Peripheral dysfunction and hearing loss are known risk factors for tinnitus; however, a portion of tinnitus patients exhibit no apparent peripheral auditory deficits. This article proposes that tinnitus may originate in the cochlea due to, undetectable damage to outer hair cells (OHCs) in individuals with normal hearing. The study further suggests that peripheral auditory deficits can be identified through the outer hair cell motor protein Prestin, which has potential as a biomarker for early detection. Minor OHC losses, which do not result in clinically detectable hearing loss, may lead to insufficient depolarization of inner hair cells (IHCs), thereby reducing sensory input along the cochlea-cortex pathway in the central auditory system. From a homeostatic gain control perspective, decreased amplification by OHCs, including abnormal electromotile responses, may lead to inadequate encoding by IHCs, contributing to the cochlear origin of tinnitus. Damage to OHCs that does not affect hearing thresholds, or abnormal electromotile contractions influenced by Prestin, may contribute to peripheral auditory dysfunction underlying tinnitus.
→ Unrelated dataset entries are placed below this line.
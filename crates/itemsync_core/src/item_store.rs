//! Item store.
//!
//! Items are keyed by `(owner_id, id)` and never physically removed: a delete
//! sets the tombstone flag, bumps the version and keeps the row so the change
//! feed can carry the deletion to other devices.

use crate::error::{SyncError, SyncResult};
use crate::state::Tables;
use crate::transaction::WriteTransaction;
use crate::types::{Item, ItemKey, Timestamp, Version};

/// Payload fields a client may set on an item.
#[derive(Debug, Clone, PartialEq, Eq, Default)]
pub struct ItemFields {
    /// Record category.
    pub kind: String,
    /// Title.
    pub title: String,
    /// Body.
    pub content: String,
}

/// Reads and writes item rows.
#[derive(Debug, Clone, Copy, Default)]
pub struct ItemStore;

impl ItemStore {
    /// Reads an item inside a transaction, tombstones included.
    #[must_use]
    pub fn get_by_id(tx: &WriteTransaction<'_>, key: &ItemKey) -> Option<Item> {
        tx.item(key)
    }

    /// Stages a new item at `version`.
    ///
    /// # Errors
    ///
    /// [`SyncError::Invariant`] if a row already exists under the key.
    pub fn insert(
        tx: &mut WriteTransaction<'_>,
        key: ItemKey,
        fields: ItemFields,
        version: Version,
        now: Timestamp,
    ) -> SyncResult<Item> {
        if tx.item(&key).is_some() {
            return Err(SyncError::invariant(format!("item {key} already exists")));
        }
        let item = Item {
            id: key.id,
            owner_id: key.owner_id,
            kind: fields.kind,
            title: fields.title,
            content: fields.content,
            version,
            deleted: false,
            created_at: now,
            updated_at: now,
        };
        tx.stage_item(item.clone())?;
        Ok(item)
    }

    /// Stages a payload replacement of `current` at `version`.
    ///
    /// # Errors
    ///
    /// [`SyncError::Invariant`] if `current` is a tombstone or `version`
    /// does not advance it.
    pub fn update(
        tx: &mut WriteTransaction<'_>,
        current: &Item,
        fields: ItemFields,
        version: Version,
        now: Timestamp,
    ) -> SyncResult<Item> {
        Self::ensure_writable(current, version)?;
        let item = Item {
            kind: fields.kind,
            title: fields.title,
            content: fields.content,
            version,
            updated_at: now,
            ..current.clone()
        };
        tx.stage_item(item.clone())?;
        Ok(item)
    }

    /// Stages a tombstone for `current` at `version`. Payload is kept.
    ///
    /// # Errors
    ///
    /// [`SyncError::Invariant`] if `current` is already a tombstone or
    /// `version` does not advance it.
    pub fn soft_delete(
        tx: &mut WriteTransaction<'_>,
        current: &Item,
        version: Version,
        now: Timestamp,
    ) -> SyncResult<Item> {
        Self::ensure_writable(current, version)?;
        let item = Item {
            version,
            deleted: true,
            updated_at: now,
            ..current.clone()
        };
        tx.stage_item(item.clone())?;
        Ok(item)
    }

    fn ensure_writable(current: &Item, version: Version) -> SyncResult<()> {
        if current.deleted {
            return Err(SyncError::invariant(format!(
                "item {} is a tombstone",
                current.key()
            )));
        }
        if version <= current.version {
            return Err(SyncError::invariant(format!(
                "version {version} does not advance item {} at {}",
                current.key(),
                current.version
            )));
        }
        Ok(())
    }

    /// Reads a committed item, tombstones included.
    pub(crate) fn get(tables: &Tables, key: &ItemKey) -> Option<Item> {
        tables.item(key).cloned()
    }

    /// Live items of one owner, most recently updated first.
    ///
    /// Ties on `updated_at` are broken by version, newest first, so the
    /// order is total.
    pub(crate) fn list_by_owner(tables: &Tables, owner_id: &str) -> Vec<Item> {
        let mut items: Vec<Item> = tables
            .owned_by(owner_id)
            .filter(|item| !item.deleted)
            .cloned()
            .collect();
        items.sort_by(|a, b| {
            b.updated_at
                .cmp(&a.updated_at)
                .then_with(|| b.version.cmp(&a.version))
        });
        items
    }
}

#[cfg(test)]
mod tests {
    use super::*;
    use crate::state::testing::{commit, tables_with};
    use crate::SyncStore;

    fn fields(title: &str) -> ItemFields {
        ItemFields {
            kind: "note".into(),
            title: title.into(),
            content: String::new(),
        }
    }

    #[test]
    fn staged_rows_are_read_back_in_the_transaction() {
        let store = SyncStore::open_in_memory().unwrap();
        let mut tx = store.begin_write(None).unwrap();
        let key = ItemKey::new("alice", "n1");
        let now = Timestamp::from_millis(10);

        let item =
            ItemStore::insert(&mut tx, key.clone(), fields("one"), Version::new(1), now).unwrap();
        assert_eq!(ItemStore::get_by_id(&tx, &key), Some(item.clone()));
        assert_eq!(item.created_at, item.updated_at);
        assert!(!item.deleted);
    }

    #[test]
    fn update_keeps_identity_and_creation_time() {
        let current = commit("alice", "n1", 1, "m1").item;
        let store = SyncStore::open_in_memory().unwrap();
        let mut tx = store.begin_write(None).unwrap();

        let later = Timestamp::from_millis(99);
        let updated =
            ItemStore::update(&mut tx, &current, fields("two"), Version::new(2), later).unwrap();
        assert_eq!(updated.id, current.id);
        assert_eq!(updated.created_at, current.created_at);
        assert_eq!(updated.updated_at, later);
        assert_eq!(updated.title, "two");
    }

    #[test]
    fn soft_delete_keeps_the_payload() {
        let current = commit("alice", "n1", 1, "m1").item;
        let store = SyncStore::open_in_memory().unwrap();
        let mut tx = store.begin_write(None).unwrap();

        let gone =
            ItemStore::soft_delete(&mut tx, &current, Version::new(2), Timestamp::from_millis(5))
                .unwrap();
        assert!(gone.deleted);
        assert_eq!(gone.title, current.title);
        assert_eq!(gone.version, Version::new(2));
    }

    #[test]
    fn tombstones_and_stale_versions_are_not_writable() {
        let mut current = commit("alice", "n1", 3, "m1").item;
        let store = SyncStore::open_in_memory().unwrap();
        let mut tx = store.begin_write(None).unwrap();
        let now = Timestamp::from_millis(5);

        assert!(ItemStore::update(&mut tx, &current, fields("x"), Version::new(3), now).is_err());
        current.deleted = true;
        assert!(ItemStore::soft_delete(&mut tx, &current, Version::new(4), now).is_err());
    }

    #[test]
    fn list_is_live_items_most_recent_first() {
        let mut gone = commit("alice", "c", 3, "m3");
        gone.item.deleted = true;
        let tables = tables_with(&[
            commit("alice", "a", 1, "m1"),
            commit("alice", "b", 2, "m2"),
            gone,
            commit("bob", "z", 4, "m4"),
        ]);

        let ids: Vec<_> = ItemStore::list_by_owner(&tables, "alice")
            .into_iter()
            .map(|item| item.id)
            .collect();
        assert_eq!(ids, vec!["b", "a"]);
        assert!(ItemStore::get(&tables, &ItemKey::new("alice", "c")).unwrap().deleted);
    }
}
As a result, pre-neural mismatched synchronization between OHCs and IHCs, driven by abnormal OHC electromotility, could cause sound processing disorders within the central auditory system. This pathophysiological mechanism at the cochlear level may lead to pathological alterations at multiple levels of the central auditory system. Prestin may serve as a potential biomarker for tinnitus, offering valuable insights into its cochlear origin and guiding future therapeutic developments.